Prof. Murtagh: May I take this as, in effect, computational science and data science. As a summary expression, Data Science is, firstly the integration of data sources and analytical and related data processing methodologies, and, secondly and quite fundamentally, arising from the convergence of disciplines. Convergence of disciplines can be so very beneficial in practice. That is, beneficial in regard to addressing and solving problems, and also in regard to the cooperation yielded by cross-disciplinarity.
JMAI: What do you think are the advantages and limitations of AI applied to medical diagnosis and treatment?
Prof. Murtagh: In general, it may so very well be the case that machine learning will perform excellently, when the situation and context is very well specified. Therefore it can be, or it is, justified to experimentally assess that in practice.
Given the data that is at issue, it can be considered that data analysis ultimately serves the goal of: data synthesis, with the aim of: actionable decision-making, based on structured and unstructured data. A derived point from that may be, having the best and more relevant and most fundamental data sources.

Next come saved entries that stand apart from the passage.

// Instruction decoding
//
// An opcode is split into nibbles `[o x y n]`:
// * `o` selects the instruction group
// * `x` and `y` name registers VX and VY
// * `n`, `kk` (low byte) and `nnn` (low 12 bits) carry immediates
//
// Groups 0x0, 0x8 and 0xE are further selected by `n`, group 0xF by `kk`.

use std::fmt;

/// Register index, always in `0..16`.
pub type Reg = u8;

#[derive(Clone, Copy, PartialEq, Eq, Debug)]
pub enum Instruction {
    /// 00E0
    ClearScreen,
    /// 00EE
    Return,
    /// 1NNN
    Jump(u16),
    /// 2NNN
    Call(u16),
    /// 3XKK
    SkipEqImm(Reg, u8),
    /// 4XKK
    SkipNeqImm(Reg, u8),
    /// 5XY0
    SkipEqReg(Reg, Reg),
    /// 6XKK
    SetImm(Reg, u8),
    /// 7XKK
    AddImm(Reg, u8),
    /// 8XY0
    Set(Reg, Reg),
    /// 8XY1
    Or(Reg, Reg),
    /// 8XY2
    And(Reg, Reg),
    /// 8XY3
    Xor(Reg, Reg),
    /// 8XY4
    Add(Reg, Reg),
    /// 8XY5
    Sub(Reg, Reg),
    /// 8XY6
    ShiftRight(Reg, Reg),
    /// 8XY7
    SubReverse(Reg, Reg),
    /// 8XYE
    ShiftLeft(Reg, Reg),
    /// 9XY0
    SkipNeqReg(Reg, Reg),
    /// ANNN
    SetIndex(u16),
    /// BNNN, the register is X (only used by the jump-with-VX quirk)
    JumpOffset(Reg, u16),
    /// CXKK
    Random(Reg, u8),
    /// DXYN
    Draw(Reg, Reg, u8),
    /// EX9E
    SkipKeyPressed(Reg),
    /// EXA1
    SkipKeyNotPressed(Reg),
    /// FX07
    GetDelay(Reg),
    /// FX0A
    WaitKey(Reg),
    /// FX15
    SetDelay(Reg),
    /// FX18
    SetSound(Reg),
    /// FX1E
    AddIndex(Reg),
    /// FX29
    Glyph(Reg),
    /// FX33
    Bcd(Reg),
    /// FX55
    Store(Reg),
    /// FX65
    Load(Reg),
    /// Any word without a handler in its group; executes as a no-op.
    Unknown(u16),
}

fn x(op: u16) -> Reg {
    ((op & 0x0F00) >> 8) as u8
}

fn y(op: u16) -> Reg {
    ((op & 0x00F0) >> 4) as u8
}

fn n(op: u16) -> u8 {
    (op & 0x000F) as u8
}

fn kk(op: u16) -> u8 {
    (op & 0x00FF) as u8
}

fn nnn(op: u16) -> u16 {
    op & 0x0FFF
}

impl Instruction {
    pub fn decode(op: u16) -> Instruction {
        use Instruction::*;

        match op >> 12 {
            0x0 => Self::decode_system(op),
            0x1 => Jump(nnn(op)),
            0x2 => Call(nnn(op)),
            0x3 => SkipEqImm(x(op), kk(op)),
            0x4 => SkipNeqImm(x(op), kk(op)),
            0x5 => SkipEqReg(x(op), y(op)),
            0x6 => SetImm(x(op), kk(op)),
            0x7 => AddImm(x(op), kk(op)),
            0x8 => Self::decode_alu(op),
            0x9 => SkipNeqReg(x(op), y(op)),
            0xA => SetIndex(nnn(op)),
            0xB => JumpOffset(x(op), nnn(op)),
            0xC => Random(x(op), kk(op)),
            0xD => Draw(x(op), y(op), n(op)),
            0xE => Self::decode_keys(op),
            _ => Self::decode_misc(op),
        }
    }

    /// Group 0x0, selected by the low nibble.
    fn decode_system(op: u16) -> Instruction {
        match n(op) {
            0x0 => Instruction::ClearScreen,
            0xE => Instruction::Return,
            _ => Instruction::Unknown(op),
        }
    }

    /// Group 0x8, selected by the low nibble.
    fn decode_alu(op: u16) -> Instruction {
        use Instruction::*;

        let (vx, vy) = (x(op), y(op));
        match n(op) {
            0x0 => Set(vx, vy),
            0x1 => Or(vx, vy),
            0x2 => And(vx, vy),
            0x3 => Xor(vx, vy),
            0x4 => Add(vx, vy),
            0x5 => Sub(vx, vy),
            0x6 => ShiftRight(vx, vy),
            0x7 => SubReverse(vx, vy),
            0xE => ShiftLeft(vx, vy),
            _ => Unknown(op),
        }
    }

    /// Group 0xE, selected by the low nibble.
    fn decode_keys(op: u16) -> Instruction {
        match n(op) {
            0xE => Instruction::SkipKeyPressed(x(op)),
            0x1 => Instruction::SkipKeyNotPressed(x(op)),
            _ => Instruction::Unknown(op),
        }
    }

    /// Group 0xF, selected by the low byte.
    fn decode_misc(op: u16) -> Instruction {
        use Instruction::*;

        let vx = x(op);
        match kk(op) {
            0x07 => GetDelay(vx),
            0x0A => WaitKey(vx),
            0x15 => SetDelay(vx),
            0x18 => SetSound(vx),
            0x1E => AddIndex(vx),
            0x29 => Glyph(vx),
            0x33 => Bcd(vx),
            0x55 => Store(vx),
            0x65 => Load(vx),
            _ => Unknown(op),
        }
    }
}

impl From<u16> for Instruction {
    fn from(op: u16) -> Self {
        Instruction::decode(op)
    }
}

/// Assembly-like mnemonic, used for trace logging.
impl fmt::Display for Instruction {
    fn fmt(&self, f: &mut fmt::Formatter<'_>) -> fmt::Result {
        use Instruction::*;

        match *self {
            ClearScreen => write!(f, "CLS"),
            Return => write!(f, "RET"),
            Jump(addr) => write!(f, "JP 0x{:03x}", addr),
            Call(addr) => write!(f, "CALL 0x{:03x}", addr),
            SkipEqImm(vx, byte) => write!(f, "SE V{:X}, 0x{:02x}", vx, byte),
            SkipNeqImm(vx, byte) => write!(f, "SNE V{:X}, 0x{:02x}", vx, byte),
            SkipEqReg(vx, vy) => write!(f, "SE V{:X}, V{:X}", vx, vy),
            SetImm(vx, byte) => write!(f, "LD V{:X}, 0x{:02x}", vx, byte),
            AddImm(vx, byte) => write!(f, "ADD V{:X}, 0x{:02x}", vx, byte),
            Set(vx, vy) => write!(f, "LD V{:X}, V{:X}", vx, vy),
            Or(vx, vy) => write!(f, "OR V{:X}, V{:X}", vx, vy),
            And(vx, vy) => write!(f, "AND V{:X}, V{:X}", vx, vy),
            Xor(vx, vy) => write!(f, "XOR V{:X}, V{:X}", vx, vy),
            Add(vx, vy) => write!(f, "ADD V{:X}, V{:X}", vx, vy),
            Sub(vx, vy) => write!(f, "SUB V{:X}, V{:X}", vx, vy),
            ShiftRight(vx, vy) => write!(f, "SHR V{:X}, V{:X}", vx, vy),
            SubReverse(vx, vy) => write!(f, "SUBN V{:X}, V{:X}", vx, vy),
            ShiftLeft(vx, vy) => write!(f, "SHL V{:X}, V{:X}", vx, vy),
            SkipNeqReg(vx, vy) => write!(f, "SNE V{:X}, V{:X}", vx, vy),
            SetIndex(addr) => write!(f, "LD I, 0x{:03x}", addr),
            JumpOffset(_, addr) => write!(f, "JP V0, 0x{:03x}", addr),
            Random(vx, byte) => write!(f, "RND V{:X}, 0x{:02x}", vx, byte),
            Draw(vx, vy, rows) => write!(f, "DRW V{:X}, V{:X}, {}", vx, vy, rows),
            SkipKeyPressed(vx) => write!(f, "SKP V{:X}", vx),
            SkipKeyNotPressed(vx) => write!(f, "SKNP V{:X}", vx),
            GetDelay(vx) => write!(f, "LD V{:X}, DT", vx),
            WaitKey(vx) => write!(f, "LD V{:X}, K", vx),
            SetDelay(vx) => write!(f, "LD DT, V{:X}", vx),
            SetSound(vx) => write!(f, "LD ST, V{:X}", vx),
            AddIndex(vx) => write!(f, "ADD I, V{:X}", vx),
            Glyph(vx) => write!(f, "LD F, V{:X}", vx),
            Bcd(vx) => write!(f, "LD B, V{:X}", vx),
            Store(vx) => write!(f, "LD [I], V{:X}", vx),
            Load(vx) => write!(f, "LD V{:X}, [I]", vx),
            Unknown(op) => write!(f, "DATA 0x{:04x}", op),
        }
    }
}

#[cfg(test)]
mod tests {
    use super::Instruction::*;
    use super::*;

    #[test]
    fn test_decode_fields() {
        assert_eq!(Instruction::decode(0x1ABC), Jump(0xABC));
        assert_eq!(Instruction::decode(0x2123), Call(0x123));
        assert_eq!(Instruction::decode(0x3A42), SkipEqImm(0xA, 0x42));
        assert_eq!(Instruction::decode(0x4B42), SkipNeqImm(0xB, 0x42));
        assert_eq!(Instruction::decode(0x5120), SkipEqReg(0x1, 0x2));
        assert_eq!(Instruction::decode(0x6CFF), SetImm(0xC, 0xFF));
        assert_eq!(Instruction::decode(0x7D01), AddImm(0xD, 0x01));
        assert_eq!(Instruction::decode(0x9AB0), SkipNeqReg(0xA, 0xB));
        assert_eq!(Instruction::decode(0xABCD), SetIndex(0xBCD));
        assert_eq!(Instruction::decode(0xB234), JumpOffset(0x2, 0x234));
        assert_eq!(Instruction::decode(0xC30F), Random(0x3, 0x0F));
        assert_eq!(Instruction::decode(0xD12F), Draw(0x1, 0x2, 0xF));
    }

    #[test]
    fn test_decode_system_group() {
        assert_eq!(Instruction::decode(0x00E0), ClearScreen);
        assert_eq!(Instruction::decode(0x00EE), Return);
        // Only the low nibble selects within the group; SYS addr is not supported
        assert_eq!(Instruction::decode(0x0123), Unknown(0x0123));
        assert_eq!(Instruction::decode(0x0A5F), Unknown(0x0A5F));
        assert_eq!(Instruction::decode(0x01E0), ClearScreen);
    }

    #[test]
    fn test_decode_alu_group() {
        assert_eq!(Instruction::decode(0x8120), Set(1, 2));
        assert_eq!(Instruction::decode(0x8121), Or(1, 2));
        assert_eq!(Instruction::decode(0x8122), And(1, 2));
        assert_eq!(Instruction::decode(0x8123), Xor(1, 2));
        assert_eq!(Instruction::decode(0x8124), Add(1, 2));
        assert_eq!(Instruction::decode(0x8125), Sub(1, 2));
        assert_eq!(Instruction::decode(0x8126), ShiftRight(1, 2));
        assert_eq!(Instruction::decode(0x8127), SubReverse(1, 2));
        assert_eq!(Instruction::decode(0x812E), ShiftLeft(1, 2));
        for op in [0x8128, 0x8129, 0x812A, 0x812B, 0x812C, 0x812D, 0x812F] {
            assert_eq!(Instruction::decode(op), Unknown(op));
        }
    }

    #[test]
    fn test_decode_shift_register_mask() {
        // VX comes from the second nibble only, not from a wider mask
        assert_eq!(Instruction::decode(0x8F06), ShiftRight(0xF, 0x0));
        assert_eq!(Instruction::decode(0x830E), ShiftLeft(0x3, 0x0));
    }

    #[test]
    fn test_decode_key_group() {
        assert_eq!(Instruction::decode(0xE59E), SkipKeyPressed(5));
        assert_eq!(Instruction::decode(0xE5A1), SkipKeyNotPressed(5));
        assert_eq!(Instruction::decode(0xE5A0), Unknown(0xE5A0));
        assert_eq!(Instruction::decode(0xE59F), Unknown(0xE59F));
    }

    #[test]
    fn test_decode_misc_group() {
        assert_eq!(Instruction::decode(0xF707), GetDelay(7));
        assert_eq!(Instruction::decode(0xF70A), WaitKey(7));
        assert_eq!(Instruction::decode(0xF715), SetDelay(7));
        assert_eq!(Instruction::decode(0xF718), SetSound(7));
        assert_eq!(Instruction::decode(0xF71E), AddIndex(7));
        assert_eq!(Instruction::decode(0xF729), Glyph(7));
        assert_eq!(Instruction::decode(0xF733), Bcd(7));
        assert_eq!(Instruction::decode(0xF755), Store(7));
        assert_eq!(Instruction::decode(0xF765), Load(7));
        assert_eq!(Instruction::decode(0xF7FF), Unknown(0xF7FF));
        assert_eq!(Instruction::decode(0xF775), Unknown(0xF775));
    }

    #[test]
    fn test_mnemonics() {
        assert_eq!(Instruction::decode(0x00E0).to_string(), "CLS");
        assert_eq!(Instruction::decode(0xD12F).to_string(), "DRW V1, V2, 15");
        assert_eq!(Instruction::decode(0xA050).to_string(), "LD I, 0x050");
        assert_eq!(Instruction::decode(0xFA65).to_string(), "LD VA, [I]");
        assert_eq!(Instruction::decode(0x5121).to_string(), "SE V1, V2");
        assert_eq!(Instruction::decode(0xFFFF).to_string(), "DATA 0xffff");
    }
}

Jean-Paul Benzécri whose Correspondence Analysis and hierarchical clustering, and so many related domains of semantic analysis and lots, lots more, for inductive reasoning in data analytics, that included a book in 1992, with the French title translated as In Medicine, Pharmacology, Clinical Physiology—Data Analysis Practice. In my 2005 book on Correspondence Analysis and Data Coding with Java and R, an extensive Preface by Jean-Paul Benzécri starts with the very great importance for all of analytics and decision-making that is enabled by computers.
Included in that Preface is how extremely important, context is. Here is a little extract from that Preface: “As far as the philosophy of numbers is concerned, the distinction between qualitative and quantitative seems to us to be still not always understood. In brief, it should not be held that: (I) continuous numerical value implies quantitative value; and (II) value with a finite set of modalities implies qualitative value, because at the level of the statistical item (e.g., patient’s dossier) a numerical value (age, or even artery pressure or glycemy) is not generally to be taken with its given precision, but according to its significance. In particular, to compare an observation to another, one must consider not two sets of primary data between which global similarities are not in evidence, but the synthesis of these sets, ending up with a few gradations, or discontinuities, hence ultimately with diagnostics.”

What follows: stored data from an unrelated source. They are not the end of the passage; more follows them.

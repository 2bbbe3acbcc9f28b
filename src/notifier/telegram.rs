// =============================================================================
// Telegram Notifier — Bot API sendMessage
// =============================================================================
//
// SECURITY: The bot token is part of the request path and is never logged or
// included in error messages.
// =============================================================================

use std::time::Duration;

use anyhow::{Context, Result};
use async_trait::async_trait;
use serde_json::json;
use tracing::{debug, instrument};

use super::{MessageTemplate, Notifier};
use crate::error::ScanError;
use crate::signals::Signal;

const TELEGRAM_API: &str = "https://api.telegram.org";

/// Posts signals to a single Telegram chat or channel.
#[derive(Clone)]
pub struct TelegramNotifier {
    token: String,
    chat_id: String,
    base_url: String,
    template: MessageTemplate,
    client: reqwest::Client,
}

impl TelegramNotifier {
    /// Create a notifier for `chat_id` using bot `token`.
    ///
    /// `timeout` bounds every `sendMessage` call.
    pub fn new(
        token: impl Into<String>,
        chat_id: impl Into<String>,
        template: MessageTemplate,
        timeout: Duration,
    ) -> Result<Self> {
        let client = reqwest::Client::builder()
            .timeout(timeout)
            .build()
            .context("failed to build reqwest client for TelegramNotifier")?;

        Ok(Self {
            token: token.into(),
            chat_id: chat_id.into(),
            base_url: TELEGRAM_API.to_string(),
            template,
            client,
        })
    }

    /// Point the notifier at a different Bot API host.
    #[cfg(test)]
    pub fn with_base_url(mut self, base_url: impl Into<String>) -> Self {
        self.base_url = base_url.into().trim_end_matches('/').to_string();
        self
    }

    /// POST /bot<token>/sendMessage
    #[instrument(skip(self, text), name = "telegram::send_message")]
    async fn send_message(&self, symbol: &str, text: &str) -> Result<(), ScanError> {
        let url = format!("{}/bot{}/sendMessage", self.base_url, self.token);
        let payload = json!({
            "chat_id": self.chat_id,
            "text": text,
            "parse_mode": "Markdown",
        });

        let resp = self
            .client
            .post(&url)
            .json(&payload)
            .send()
            .await
            // without_url keeps the token out of the error text
            .map_err(|e| ScanError::delivery(symbol, e.without_url()))?;

        let status = resp.status();
        let body: serde_json::Value = resp
            .json()
            .await
            .map_err(|e| {
                ScanError::delivery(symbol, format!("unreadable response: {}", e.without_url()))
            })?;

        if !status.is_success() || body["ok"].as_bool() != Some(true) {
            let description = body["description"].as_str().unwrap_or("no description");
            return Err(ScanError::delivery(
                symbol,
                format!("Telegram returned {status}: {description}"),
            ));
        }

        debug!(symbol, "telegram message accepted");
        Ok(())
    }
}

#[async_trait]
impl Notifier for TelegramNotifier {
    async fn deliver(&self, signal: &Signal) -> Result<(), ScanError> {
        let text = self.template.render(signal);
        self.send_message(&signal.instrument, &text).await
    }
}

impl std::fmt::Debug for TelegramNotifier {
    fn fmt(&self, f: &mut std::fmt::Formatter<'_>) -> std::fmt::Result {
        f.debug_struct("TelegramNotifier")
            .field("token", &"<redacted>")
            .field("chat_id", &self.chat_id)
            .field("base_url", &self.base_url)
            .finish()
    }
}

From the context of the analyses to be undertaken, at issue is the data sourcing in many practical aspects. Considering the various analyses carried out, and the inductive reasoning that is pursued, then here is an important perspective on all that I am expressing here. It is a characterization of data analysis in the sense of not just automating the carrying out of the analysis. In debate some years ago, this statement was formulated: “correlation is not causation”. This was to counterpose the claim that determining similarity and best matching, including correlation, could replace analytical reasoning. What this implies is that the pure data properties must be related to the context, with the context encompassing decision-support and diagnosis, etc., and also all that is to do with, and is related to, the data sources.
JMAI: What is the future of computer science?
Prof. Murtagh: There is a good deal of current descriptions of automated medical support, perhaps using smart phone apps, where as a patient, and as someone suffering with health and physical problems, one will get both advice and decisions made, relating to medical treatment. Such apps will be very much used. There is also some described progress towards having robotic implementation of medical treatment. Contemporary central themes in computer science include Internet of Things, smart cities and smart homes. The latter can have a lot of relevance for medical issues, as well as health and lifestyle issues.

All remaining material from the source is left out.